でもそこは肥満大国アメリカ。この本は肥満について多くのページが割かれていたよ。恐らく、日本人とは比較にならないぐらい太ってしまうのではないかと思う。
肥満に対して、1番おすすめされていたけど、1番実行するのが難しいでしょうとされていたのが「運動!」 それな(笑)

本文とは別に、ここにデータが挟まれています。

use std::path::PathBuf;

use clap::{Parser, Subcommand};
use kundli_config::KundliConfig;
use kundli_engine::{BirthRequest, KundliEngine, KundliResponse};
use kundli_geo::{GeoCoordinate, StaticResolver};
use kundli_time::{UtcTime, gst_hours};
use kundli_vedic_base::{
    ayanamsha_deg, deg_to_dms, equal_bhavas, lagna_longitude_deg, nakshatra_from_longitude,
    rashi_from_longitude, sidereal_longitude, sun_tropical_longitude_deg,
};
use tracing::{debug, warn};
use tracing_subscriber::EnvFilter;

#[derive(Parser)]
#[command(name = "kundli", about = "Vedic birth chart (kundli) CLI", version)]
struct Cli {
    /// Path to a TOML config file (default: ./kundli.toml if present)
    #[arg(long, global = true, env = "KUNDLI_CONFIG")]
    config: Option<PathBuf>,

    #[command(subcommand)]
    command: Commands,
}

#[derive(Subcommand)]
enum Commands {
    /// Generate a full birth chart as JSON
    Chart {
        /// Full name
        #[arg(long)]
        name: String,
        /// Date of birth (YYYY-MM-DD, UTC)
        #[arg(long)]
        dob: String,
        /// Time of birth (HH:MM or HH:MM:SS, UTC)
        #[arg(long)]
        tob: String,
        /// Place of birth
        #[arg(long)]
        pob: String,
        /// Gender (echoed back)
        #[arg(long)]
        gender: Option<String>,
        /// Latitude in degrees; skips the geocoder when given with --lng
        #[arg(long, requires = "lng", allow_negative_numbers = true)]
        lat: Option<f64>,
        /// Longitude in degrees east
        #[arg(long, requires = "lat", allow_negative_numbers = true)]
        lng: Option<f64>,
    },
    /// Julian Day of a UTC date and time
    Jd {
        /// Date (YYYY-MM-DD)
        date: String,
        /// Time (HH:MM or HH:MM:SS)
        time: String,
    },
    /// Greenwich sidereal time in hours
    Gst {
        /// Julian Day (UT)
        #[arg(long)]
        jd: f64,
    },
    /// Lahiri ayanamsa
    Ayanamsa {
        /// Julian Day (UT)
        #[arg(long)]
        jd: f64,
    },
    /// Tropical and sidereal Sun with nakshatra
    Sun {
        /// Julian Day (UT)
        #[arg(long)]
        jd: f64,
    },
    /// Simplified ascendant (lagna)
    Lagna {
        /// Julian Day (UT)
        #[arg(long)]
        jd: f64,
        /// Latitude in degrees
        #[arg(long, allow_negative_numbers = true)]
        lat: f64,
        /// Longitude in degrees east
        #[arg(long, allow_negative_numbers = true)]
        lng: f64,
    },
    /// 12 equal houses from an ascendant longitude
    Houses {
        /// Ascendant longitude in degrees
        #[arg(long, allow_negative_numbers = true)]
        asc: f64,
    },
    /// Rashi from sidereal longitude
    Rashi {
        /// Sidereal ecliptic longitude in degrees
        #[arg(allow_negative_numbers = true)]
        lon: f64,
    },
    /// Nakshatra from sidereal longitude
    Nakshatra {
        /// Sidereal ecliptic longitude in degrees
        #[arg(allow_negative_numbers = true)]
        lon: f64,
    },
    /// Convert degrees to DMS
    Dms {
        /// Angle in decimal degrees
        #[arg(allow_negative_numbers = true)]
        deg: f64,
    },
}

fn init_tracing(default_level: &str) {
    let filter =
        EnvFilter::try_from_default_env().unwrap_or_else(|_| EnvFilter::new(default_level));
    tracing_subscriber::fmt()
        .with_env_filter(filter)
        .with_writer(std::io::stderr)
        .init();
}

/// Print a chart response as JSON. Returns false for an error body.
fn print_response(response: &KundliResponse) -> anyhow::Result<bool> {
    println!("{}", serde_json::to_string_pretty(response)?);
    match response {
        KundliResponse::Chart(_) => Ok(true),
        KundliResponse::Error(err) => {
            warn!(kind = ?err.kind, error = %err.error, "chart not generated");
            Ok(false)
        }
    }
}

#[tokio::main]
async fn main() -> anyhow::Result<()> {
    let cli = Cli::parse();
    let config = KundliConfig::load(cli.config.as_deref())?;
    init_tracing(&config.log_level);
    debug!(
        geocoder = %config.geocoder.base_url,
        timeout_secs = config.geocoder.timeout.as_secs(),
        "configuration loaded"
    );

    match cli.command {
        Commands::Chart {
            name,
            dob,
            tob,
            pob,
            gender,
            lat,
            lng,
        } => {
            let mut request = BirthRequest::new(&name, &dob, &tob, &pob);
            request.gender = gender;

            let response = match (lat, lng) {
                (Some(lat), Some(lng)) => {
                    let resolver = StaticResolver::fixed(GeoCoordinate::new(lat, lng)?);
                    KundliEngine::new(resolver, &config.default_gender)
                        .respond(&request)
                        .await
                }
                _ => {
                    KundliEngine::from_config(&config)?
                        .respond(&request)
                        .await
                }
            };

            if !print_response(&response)? {
                std::process::exit(1);
            }
        }

        Commands::Jd { date, time } => {
            let t = UtcTime::parse(&date, &time)?;
            println!("{t}");
            println!("JD: {:.6}", t.to_jd());
        }

        Commands::Gst { jd } => {
            let gst = gst_hours(jd);
            println!("GST: {gst:.9} h ({:.6} deg)", gst * 15.0);
        }

        Commands::Ayanamsa { jd } => {
            let aya = ayanamsha_deg(jd);
            println!("Lahiri ayanamsa: {aya:.6} deg ({})", deg_to_dms(aya));
        }

        Commands::Sun { jd } => {
            let tropical = sun_tropical_longitude_deg(jd);
            let aya = ayanamsha_deg(jd);
            let sidereal = sidereal_longitude(tropical, aya);
            let trop_info = rashi_from_longitude(tropical);
            let sid_info = rashi_from_longitude(sidereal);
            let nak = nakshatra_from_longitude(sidereal)?;
            println!(
                "Tropical: {tropical:.6} deg  {} {}",
                trop_info.rashi.western_name(),
                trop_info.dms
            );
            println!(
                "Sidereal: {sidereal:.6} deg  {} ({}) {}",
                sid_info.rashi.name(),
                sid_info.rashi.western_name(),
                sid_info.dms
            );
            println!(
                "Nakshatra: {} (index {}) - Pada {}, lord {}",
                nak.nakshatra.name(),
                nak.nakshatra_index,
                nak.pada,
                nak.lord.english_name()
            );
        }

        Commands::Lagna { jd, lat, lng } => {
            let coord = GeoCoordinate::new(lat, lng)?;
            let lagna = lagna_longitude_deg(jd, coord.lat(), coord.lng());
            let info = rashi_from_longitude(lagna);
            println!(
                "Lagna: {lagna:.6} deg  {} ({}) {}",
                info.rashi.name(),
                info.rashi.western_name(),
                info.dms
            );
        }

        Commands::Houses { asc } => {
            for b in equal_bhavas(asc) {
                println!(
                    "{:>2} {:<8} {:>10.4} deg  {} ({}) {}",
                    b.number,
                    b.name(),
                    b.start_deg,
                    b.rashi.rashi.name(),
                    b.rashi.rashi.western_name(),
                    b.rashi.dms
                );
            }
        }

        Commands::Rashi { lon } => {
            let info = rashi_from_longitude(lon);
            let dms = info.dms;
            println!(
                "{} ({}) - {} deg {} min {:.1} sec ({:.4} deg in rashi)",
                info.rashi.name(),
                info.rashi.western_name(),
                dms.degrees,
                dms.minutes,
                dms.seconds,
                info.degrees_in_rashi
            );
        }

        Commands::Nakshatra { lon } => {
            let info = nakshatra_from_longitude(lon)?;
            println!(
                "{} (index {}) - Pada {}, lord {} ({:.4} deg in nakshatra)",
                info.nakshatra.name(),
                info.nakshatra_index,
                info.pada,
                info.lord.name(),
                info.degrees_in_nakshatra
            );
        }

        Commands::Dms { deg } => {
            let dms = deg_to_dms(deg);
            let sign = if deg < 0.0 { "-" } else { "" };
            println!("{sign}{dms}");
        }
    }

    Ok(())
}

#[cfg(test)]
mod tests {
    use super::*;
    use std::io;
    use std::sync::{Arc, Mutex};

    use kundli_engine::{ErrorKind, ErrorResponse};
    use tracing_subscriber::fmt::MakeWriter;

    #[derive(Clone, Default)]
    struct LogBuffer(Arc<Mutex<Vec<u8>>>);

    impl io::Write for LogBuffer {
        fn write(&mut self, buf: &[u8]) -> io::Result<usize> {
            self.0.lock().unwrap().extend_from_slice(buf);
            Ok(buf.len())
        }

        fn flush(&mut self) -> io::Result<()> {
            Ok(())
        }
    }

    impl<'a> MakeWriter<'a> for LogBuffer {
        type Writer = LogBuffer;

        fn make_writer(&'a self) -> Self::Writer {
            self.clone()
        }
    }

    #[test]
    fn error_response_is_reported_and_logged() {
        let logs = LogBuffer::default();
        let subscriber = tracing_subscriber::fmt()
            .with_writer(logs.clone())
            .with_ansi(false)
            .finish();
        let response = KundliResponse::Error(ErrorResponse {
            error: "Could not find coordinates for place of birth: Atlantis".into(),
            kind: ErrorKind::Geocoding,
            details: None,
            required_fields: None,
        });

        let ok = tracing::subscriber::with_default(subscriber, || print_response(&response))
            .unwrap();
        assert!(!ok);

        let text = String::from_utf8(logs.0.lock().unwrap().clone()).unwrap();
        assert!(text.contains("WARN"), "logs: {text}");
        assert!(text.contains("chart not generated"));
        assert!(text.contains("Geocoding"));
    }

    #[test]
    fn cli_definition_is_consistent() {
        use clap::CommandFactory;
        Cli::command().debug_assert();
    }

    #[test]
    fn chart_with_offline_coordinates() {
        let cli = Cli::try_parse_from([
            "kundli", "chart", "--name", "A", "--dob", "2000-01-01", "--tob", "12:00", "--pob",
            "Quito", "--lat", "-0.18", "--lng", "-78.47",
        ])
        .unwrap();
        match cli.command {
            Commands::Chart { lat, lng, .. } => {
                assert_eq!(lat, Some(-0.18));
                assert_eq!(lng, Some(-78.47));
            }
            _ => panic!("expected chart"),
        }
    }

    #[test]
    fn lat_requires_lng() {
        assert!(
            Cli::try_parse_from([
                "kundli", "chart", "--name", "A", "--dob", "2000-01-01", "--tob", "12:00",
                "--pob", "X", "--lat", "1.0",
            ])
            .is_err()
        );
    }

    #[test]
    fn negative_positional_longitude() {
        let cli = Cli::try_parse_from(["kundli", "rashi", "-15"]).unwrap();
        assert!(matches!(cli.command, Commands::Rashi { lon } if lon == -15.0));
    }
}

なんだかアメリカ人も大変だな〜と思いながら読み終えたよ。
あとこの本を読むと、誰でも必ずあることが気になると思うんだけどね。
それはまた別の機会に書きたいと思います。
本文にあまり関係のない部分ばかり紹介したけど、本当は双極性スペクトラムの考え方が詳しく書かれた本だよ。もし、長引くうつに悩まされている方がいれば、一読の価値がある本だと思います。
長々と感想を失礼しました。
最後までお付き合いいただきありがとうございます。